(Task)
Which lines below contain "powi"? Copy every one of them.

(Material for this exercise)

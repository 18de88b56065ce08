//! Portfolio-level risk analytics: the metric bundle over an arbitrary
//! return series, cross-series correlation, benchmark beta, and per-position
//! risk numbers.

use nalgebra::DMatrix;
use serde::{Deserialize, Serialize};

use crate::engine::metrics::{
    conditional_var, downside_deviation, historical_var, mean, std_dev, MetricsConfig,
};

/// Risk statistics over one return series, optionally measured against a
/// benchmark return series of the same length.
#[derive(Debug, Clone, Serialize, Deserialize)]
pub struct RiskMetrics {
    pub volatility: f64,
    pub annualized_volatility: f64,
    pub sharpe_ratio: f64,
    pub sortino_ratio: f64,
    pub var_95: f64,
    pub var_99: f64,
    pub cvar_95: f64,
    pub cvar_99: f64,
    pub beta: Option<f64>,
    pub information_ratio: Option<f64>,
}

/// Compute the risk bundle for a bar-return series.
pub fn risk_metrics(
    returns: &[f64],
    benchmark: Option<&[f64]>,
    config: &MetricsConfig,
) -> RiskMetrics {
    let volatility = std_dev(returns);
    let annualization = config.bars_per_year.sqrt();
    let rf_per_bar = config.risk_free_rate / config.bars_per_year;
    let mean_return = mean(returns);

    let sharpe_ratio = if volatility > 0.0 {
        (mean_return - rf_per_bar) / volatility * annualization
    } else {
        f64::NAN
    };

    let downside = downside_deviation(returns);
    let sortino_ratio = if downside > 0.0 {
        (mean_return - rf_per_bar) / downside * annualization
    } else {
        f64::NAN
    };

    let (beta_value, information_ratio) = match benchmark {
        Some(bench) if bench.len() == returns.len() && returns.len() >= 2 => {
            (Some(beta(returns, bench)), Some(information_ratio_impl(returns, bench, annualization)))
        }
        _ => (None, None),
    };

    RiskMetrics {
        volatility,
        annualized_volatility: volatility * annualization,
        sharpe_ratio,
        sortino_ratio,
        var_95: historical_var(returns, 0.05),
        var_99: historical_var(returns, 0.01),
        cvar_95: conditional_var(returns, 0.05),
        cvar_99: conditional_var(returns, 0.01),
        beta: beta_value,
        information_ratio,
    }
}

/// Pearson correlation between two equal-length series; NaN when either is
/// degenerate.
pub fn correlation(a: &[f64], b: &[f64]) -> f64 {
    if a.len() != b.len() || a.len() < 2 {
        return f64::NAN;
    }
    let mean_a = mean(a);
    let mean_b = mean(b);
    let mut cov = 0.0;
    let mut var_a = 0.0;
    let mut var_b = 0.0;
    for (x, y) in a.iter().zip(b.iter()) {
        cov += (x - mean_a) * (y - mean_b);
        var_a += (x - mean_a).powi(2);
        var_b += (y - mean_b).powi(2);
    }
    if var_a <= 0.0 || var_b <= 0.0 {
        return f64::NAN;
    }
    cov / (var_a.sqrt() * var_b.sqrt())
}

/// Pairwise correlation matrix over N return series. Series shorter than the
/// longest are compared over their common prefix.
pub fn correlation_matrix(series: &[Vec<f64>]) -> DMatrix<f64> {
    let n = series.len();
    let mut matrix = DMatrix::from_element(n, n, f64::NAN);
    for i in 0..n {
        matrix[(i, i)] = 1.0;
        for j in i + 1..n {
            let len = series[i].len().min(series[j].len());
            let value = correlation(&series[i][..len], &series[j][..len]);
            matrix[(i, j)] = value;
            matrix[(j, i)] = value;
        }
    }
    matrix
}

/// Regression beta of `returns` against `benchmark`.
pub fn beta(returns: &[f64], benchmark: &[f64]) -> f64 {
    if returns.len() != benchmark.len() || returns.len() < 2 {
        return f64::NAN;
    }
    let mean_r = mean(returns);
    let mean_b = mean(benchmark);
    let mut cov = 0.0;
    let mut var_b = 0.0;
    for (r, b) in returns.iter().zip(benchmark.iter()) {
        cov += (r - mean_r) * (b - mean_b);
        var_b += (b - mean_b).powi(2);
    }
    if var_b <= 0.0 {
        return f64::NAN;
    }
    cov / var_b
}

fn information_ratio_impl(returns: &[f64], benchmark: &[f64], annualization: f64) -> f64 {
    let active: Vec<f64> = returns
        .iter()
        .zip(benchmark.iter())
        .map(|(r, b)| r - b)
        .collect();
    let tracking_error = std_dev(&active);
    if tracking_error > 0.0 {
        mean(&active) / tracking_error * annualization
    } else {
        f64::NAN
    }
}

/// Quote-currency amount lost if the stop is hit, and that amount as a
/// fraction of the account.
pub fn position_risk(size: f64, entry: f64, stop: f64, account_balance: f64) -> (f64, f64) {
    let risk_amount = size * (entry - stop).abs();
    let risk_pct = if account_balance > 0.0 {
        risk_amount / account_balance
    } else {
        f64::NAN
    };
    (risk_amount, risk_pct)
}
//! Optional execution-cost overlay.
//!
//! When enabled, nominal orders are transformed before the broker records
//! them: tiered maker/taker fees replace the flat fee rate, fills slip
//! adversely per the configured model, and perpetual positions pay (or
//! receive) funding whenever they are held across an 8-hour boundary.
//! When disabled the broker's own flat `fee_rate` applies and all of this
//! is a no-op.

use chrono::{DateTime, Utc};
use serde::{Deserialize, Serialize};

use super::types::{Direction, Position};
use crate::market::series::{Candle, FundingPoint};

#[derive(Debug, Clone, Copy, PartialEq, Eq, Serialize, Deserialize)]
#[serde(rename_all = "lowercase")]
pub enum OrderType {
    Market,
    Limit,
}

/// Which way an order aggresses: buys slip up, sells slip down.
#[derive(Debug, Clone, Copy, PartialEq, Eq)]
pub enum OrderSide {
    Buy,
    Sell,
}

impl OrderSide {
    fn adverse_sign(self) -> f64 {
        match self {
            OrderSide::Buy => 1.0,
            OrderSide::Sell => -1.0,
        }
    }
}

/// Maker/taker schedule with a VIP-tier discount ladder.
#[derive(Debug, Clone, Serialize, Deserialize)]
pub struct FeeSchedule {
    /// Maker fee in basis points.
    pub maker_bps: f64,
    /// Taker fee in basis points.
    pub taker_bps: f64,
    /// VIP tier, 0 (retail) through 4.
    pub vip_tier: u8,
}

impl Default for FeeSchedule {
    fn default() -> Self {
        Self {
            maker_bps: 2.0,
            taker_bps: 5.0,
            vip_tier: 0,
        }
    }
}

const VIP_DISCOUNTS: [f64; 5] = [1.0, 0.9, 0.8, 0.7, 0.6];

impl FeeSchedule {
    /// Fee rate (a fraction, not bps) for the given order type at this tier.
    pub fn rate(&self, order_type: OrderType) -> f64 {
        let bps = match order_type {
            OrderType::Market => self.taker_bps,
            OrderType::Limit => self.maker_bps,
        };
        let discount = VIP_DISCOUNTS[usize::from(self.vip_tier).min(VIP_DISCOUNTS.len() - 1)];
        bps * discount / 10_000.0
    }
}

#[derive(Debug, Clone, Serialize, Deserialize)]
#[serde(tag = "model", rename_all = "snake_case")]
pub enum SlippageModel {
    /// Flat adverse adjustment in basis points.
    Fixed { bps: f64 },
    /// Impact grows with order notional relative to the bar's traded value.
    Adaptive { impact_bps: f64 },
    /// Stepwise bps by order-to-bar volume ratio: `(ratio_ceiling, bps)`
    /// tiers, first matching tier wins.
    VolumeWeighted { tiers: Vec<(f64, f64)> },
    /// Base bps scaled by realized volatility over a trailing window
    /// relative to a baseline.
    VolatilityAdjusted {
        bps: f64,
        baseline_vol: f64,
        window: usize,
    },
}

impl Default for SlippageModel {
    fn default() -> Self {
        SlippageModel::Fixed { bps: 1.0 }
    }
}

#[derive(Debug, Clone, Serialize, Deserialize)]
pub struct ExecutionConfig {
    pub fees: FeeSchedule,
    pub slippage: SlippageModel,
    /// Apply funding transfers at 8h boundaries when a funding series is
    /// loaded.
    pub apply_funding: bool,
}

impl Default for ExecutionConfig {
    fn default() -> Self {
        Self {
            fees: FeeSchedule::default(),
            slippage: SlippageModel::default(),
            apply_funding: true,
        }
    }
}

/// A nominal order after cost transformation.
#[derive(Debug, Clone, Copy, PartialEq)]
pub struct ExecutionResult {
    pub fill_price: f64,
    pub fee_rate: f64,
}

#[derive(Debug, Clone)]
pub struct ExecutionModel {
    config: ExecutionConfig,
}

impl ExecutionModel {
    pub fn new(config: ExecutionConfig) -> Self {
        Self { config }
    }

    pub fn apply_funding(&self) -> bool {
        self.config.apply_funding
    }

    pub fn fee_rate(&self, order_type: OrderType) -> f64 {
        self.config.fees.rate(order_type)
    }

    /// Transform a nominal order into its executed form. `i` indexes the
    /// current bar within `candles`; `approx_notional` is the order's
    /// estimated quote value for impact models. Limit orders do not slip.
    pub fn execute(
        &self,
        side: OrderSide,
        order_type: OrderType,
        price: f64,
        i: usize,
        candles: &[Candle],
        approx_notional: f64,
    ) -> ExecutionResult {
        let fee_rate = self.fee_rate(order_type);
        if order_type == OrderType::Limit {
            return ExecutionResult {
                fill_price: price,
                fee_rate,
            };
        }
        let bps = self.slip_bps(i, candles, approx_notional);
        let fill_price = price * (1.0 + side.adverse_sign() * bps / 10_000.0);
        ExecutionResult {
            fill_price,
            fee_rate,
        }
    }

    fn slip_bps(&self, i: usize, candles: &[Candle], approx_notional: f64) -> f64 {
        match &self.config.slippage {
            SlippageModel::Fixed { bps } => *bps,
            SlippageModel::Adaptive { impact_bps } => {
                let bar_value = candles
                    .get(i)
                    .map_or(0.0, |c| c.volume * c.close);
                if bar_value > 0.0 {
                    impact_bps * (approx_notional / bar_value).min(1.0) * 100.0
                } else {
                    *impact_bps
                }
            }
            SlippageModel::VolumeWeighted { tiers } => {
                let bar_value = candles
                    .get(i)
                    .map_or(0.0, |c| c.volume * c.close);
                let ratio = if bar_value > 0.0 {
                    approx_notional / bar_value
                } else {
                    f64::INFINITY
                };
                tiers
                    .iter()
                    .find(|(ceiling, _)| ratio <= *ceiling)
                    .or_else(|| tiers.last())
                    .map_or(0.0, |(_, bps)| *bps)
            }
            SlippageModel::VolatilityAdjusted {
                bps,
                baseline_vol,
                window,
            } => {
                let start = i.saturating_sub(*window);
                let closes: Vec<f64> = candles[start..=i.min(candles.len() - 1)]
                    .iter()
                    .map(|c| c.close)
                    .collect();
                let returns: Vec<f64> = closes
                    .windows(2)
                    .filter(|w| w[0] > 0.0)
                    .map(|w| (w[1] - w[0]) / w[0])
                    .collect();
                let vol = crate::engine::metrics::std_dev(&returns);
                if vol.is_finite() && *baseline_vol > 0.0 {
                    bps * (vol / baseline_vol)
                } else {
                    *bps
                }
            }
        }
    }

    /// Funding owed by the position for every boundary crossed in
    /// `(prev_ts, now_ts]`. Positive = paid by the account (long paying a
    /// positive rate); negative = received.
    pub fn funding_due(
        &self,
        position: &Position,
        prev_ts: Option<DateTime<Utc>>,
        now_ts: DateTime<Utc>,
        mark_price: f64,
        funding: Option<&[FundingPoint]>,
    ) -> f64 {
        if !self.config.apply_funding {
            return 0.0;
        }
        let Some(funding) = funding else {
            return 0.0;
        };
        let window_start = prev_ts.unwrap_or(position.entry_time);

        let from = funding.partition_point(|p| p.ts <= window_start);
        let to = funding.partition_point(|p| p.ts <= now_ts);

        let notional = position.size * mark_price;
        let sign = match position.direction {
            Direction::Long => 1.0,
            Direction::Short => -1.0,
        };
        funding[from..to]
            .iter()
            .map(|p| notional * p.rate * sign)
            .sum()
    }
}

(End Material for this exercise)

(Written response)
        var_a += (x - mean_a).powi(2);
        var_b += (y - mean_b).powi(2);
        var_b += (b - mean_b).powi(2);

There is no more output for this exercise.